Many children, almost overnight, become SO MUCH HAPPIER! They become calmer, more grounded, way more cooperative, because they finally feel right. They feel fully safe. Though they of course are full human beings, they are new to this world and unable to meet their own needs, and it feels good, it truly makes them feel safe, when they know someone knows what’s going on and what’s needed, and matter of factly makes it happen. When they feel someone’s in charge, has things figured out, and will take care of them.
Another reason parents setting boundaries where they feel true makes children feel right and safe is because there’s congruence between what the children pick up on and what parents say. It doesn’t feel good to children if mom says yes to helping them with something, but they can also tell she either doesn’t really want to, or doing so is taking a toll on her. Feeling congruence between what they feel and what they’re told and witness in their lives makes them feel at peace, that they are on solid ground.
I see amazing results in my Clean Parenting™ program, beyond what even seems possible, in just 2 months (you can read the program page for loads of testimonies.)
And when I ask moms, at the end of it, what are the most important things they learned from the program, the vast majority say that it’s focusing on meeting their own needs. And that the most valuable skills they’ve learned are how to tune into and honor their own voice, and step up as a clear benevolent leader to their children. Both of which have nothing to do with avoiding disappointments for children and saying yes at all times.

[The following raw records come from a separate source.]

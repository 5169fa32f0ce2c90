//! Picking
//!
//! Two independent ways of finding out what is under the cursor:
//!
//! - **Ray pick**: a world-space [`Ray`] is intersected with analytic
//!   stand-ins of every pickable item during the next frame. Cheap, and
//!   works without reading anything back from the GPU. See [`PickSession`].
//! - **Id pick**: the frame is rendered again with every item drawn in a
//!   flat color encoding its id, and the pixel is read back. Exact, and also
//!   used to find single vertices or instances. See [`id_buffer`].

pub mod id_buffer;
pub mod pixel;
pub mod ray;
pub mod session;
pub mod shapes;

pub use id_buffer::{DEBUG_ID_START, DebugIdEntry, DebugIdMap, decode_id, encode_id};
pub use pixel::{PixelInfo, PixelTarget};
pub use ray::Ray;
pub use session::{PickCallback, PickSession, Selection};
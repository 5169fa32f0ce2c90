//! Built-in pick shaders and vertex-stage rewriting.
//!
//! Debug renders replace every fragment stage with [`DEBUG_ID_FRAGMENT`],
//! which writes the id color set through [`PICK_COLOR_UNIFORM`].
//!
//! Vertex and instance picks go one step further: the pass's own vertex stage
//! is rewritten to forward `gl_VertexID` / `gl_InstanceID` to an
//! index-encoding fragment stage. The index is written plus one so that the
//! cleared background (all zero) never decodes to index 0.

/// Uniform holding the encoded id color of the item being drawn.
pub const PICK_COLOR_UNIFORM: &str = "u_prism_pick_color";

/// Varying carrying the vertex or instance index to the fragment stage.
pub const PICK_INDEX_VARYING: &str = "prism_pick_index";

/// Fragment stage of every debug program.
pub const DEBUG_ID_FRAGMENT: &str = r"#version 330

uniform vec3 u_prism_pick_color;
out vec4 outColor;

void main()
{
    outColor = vec4(u_prism_pick_color, 1.0);
}
";

/// Fragment stage of vertex/instance pick programs.
pub const PICK_INDEX_FRAGMENT: &str = r"#version 330

flat in int prism_pick_index;
out vec4 outColor;

void main()
{
    float r = float(prism_pick_index & 0xFF) / 255.0;
    float g = float((prism_pick_index >> 8) & 0xFF) / 255.0;
    float b = float((prism_pick_index >> 16) & 0xFF) / 255.0;

    outColor = vec4(r, g, b, 1.0);
}
";

/// Which built-in index a rewritten vertex stage forwards.
#[derive(Debug, Clone, Copy, PartialEq, Eq, Hash)]
pub enum PickIndexSource {
    Vertex,
    Instance,
}

impl PickIndexSource {
    #[must_use]
    pub fn builtin(self) -> &'static str {
        match self {
            Self::Vertex => "gl_VertexID",
            Self::Instance => "gl_InstanceID",
        }
    }
}

/// Rewrites a vertex stage so it forwards `source`'s index to
/// [`PICK_INDEX_FRAGMENT`].
///
/// The varying declaration goes on the line after `#version` and the
/// assignment right after the opening brace of `main`. Returns `None` when
/// the stage has no recognizable `main` function.
#[must_use]
pub fn inject_pick_index(vertex_source: &str, source: PickIndexSource) -> Option<String> {
    let main_brace = find_main_body(vertex_source)?;

    let mut out = String::with_capacity(vertex_source.len() + 96);
    out.push_str(&vertex_source[..=main_brace]);
    out.push_str(&format!(
        "\n    {PICK_INDEX_VARYING} = {} + 1;",
        source.builtin()
    ));
    out.push_str(&vertex_source[main_brace + 1..]);

    let declaration = format!("flat out int {PICK_INDEX_VARYING};\n");
    let insert_at = match out.find("#version") {
        Some(version) => match out[version..].find('\n') {
            Some(newline) => version + newline + 1,
            None => {
                out.push('\n');
                out.len()
            }
        },
        None => 0,
    };
    out.insert_str(insert_at, &declaration);

    Some(out)
}

/// Byte offset of the `{` opening the body of `void main()`.
fn find_main_body(source: &str) -> Option<usize> {
    let bytes = source.as_bytes();
    let mut from = 0;
    while let Some(offset) = source[from..].find("main") {
        let start = from + offset;
        let end = start + "main".len();
        from = end;

        let preceded_by_space = start > 0 && bytes[start - 1].is_ascii_whitespace();
        if !preceded_by_space {
            continue;
        }

        let rest = source[end..].trim_start();
        if !rest.starts_with('(') {
            continue;
        }

        let close = end + source[end..].find(')')?;
        let brace = close + source[close..].find('{')?;
        return Some(brace);
    }
    None
}

#[cfg(test)]
mod tests {
    use super::*;

    #[test]
    fn test_inject_vertex_index() {
        let src = "#version 330\nlayout(location = 0) in vec3 pos;\nvoid main() {\n    gl_Position = vec4(pos, 1.0);\n}\n";
        let out = inject_pick_index(src, PickIndexSource::Vertex).unwrap();
        assert_eq!(
            out,
            "#version 330\nflat out int prism_pick_index;\nlayout(location = 0) in vec3 pos;\nvoid main() {\n    prism_pick_index = gl_VertexID + 1;\n    gl_Position = vec4(pos, 1.0);\n}\n"
        );
    }

    #[test]
    fn test_inject_skips_identifiers_containing_main() {
        let src = "#version 330\nfloat domain(){ return 1.0; }\nvoid main ( ) { }\n";
        let out = inject_pick_index(src, PickIndexSource::Instance).unwrap();
        assert!(out.contains("float domain(){ return 1.0; }"));
        assert!(out.contains("void main ( ) {\n    prism_pick_index = gl_InstanceID + 1; }"));
    }

    #[test]
    fn test_inject_without_main() {
        assert!(inject_pick_index("#version 330\n", PickIndexSource::Vertex).is_none());
    }
}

Yes, it is critically important to have realistic expectations of children, to set boundaries responsibly and respectfully and to support our children in their difficult experiences. But avoiding saying 'no' to them at all costs benefits no one.
Lots of love,
6/28/2018 03:50:27 pm
Thank you for this article. It has helped me to clarify what I think about some of the radical unschooling philosophies I've read. The examples you gave definitely make sense to me. When a child is asking you to provide something (like a cookie or your breast for nursing), you should be able to say "No." But I'm wondering what you think about situations when you need your child to do something (like get in their car seat or take a medicine). Do you think it is ever appropriate to use physical force in these situations?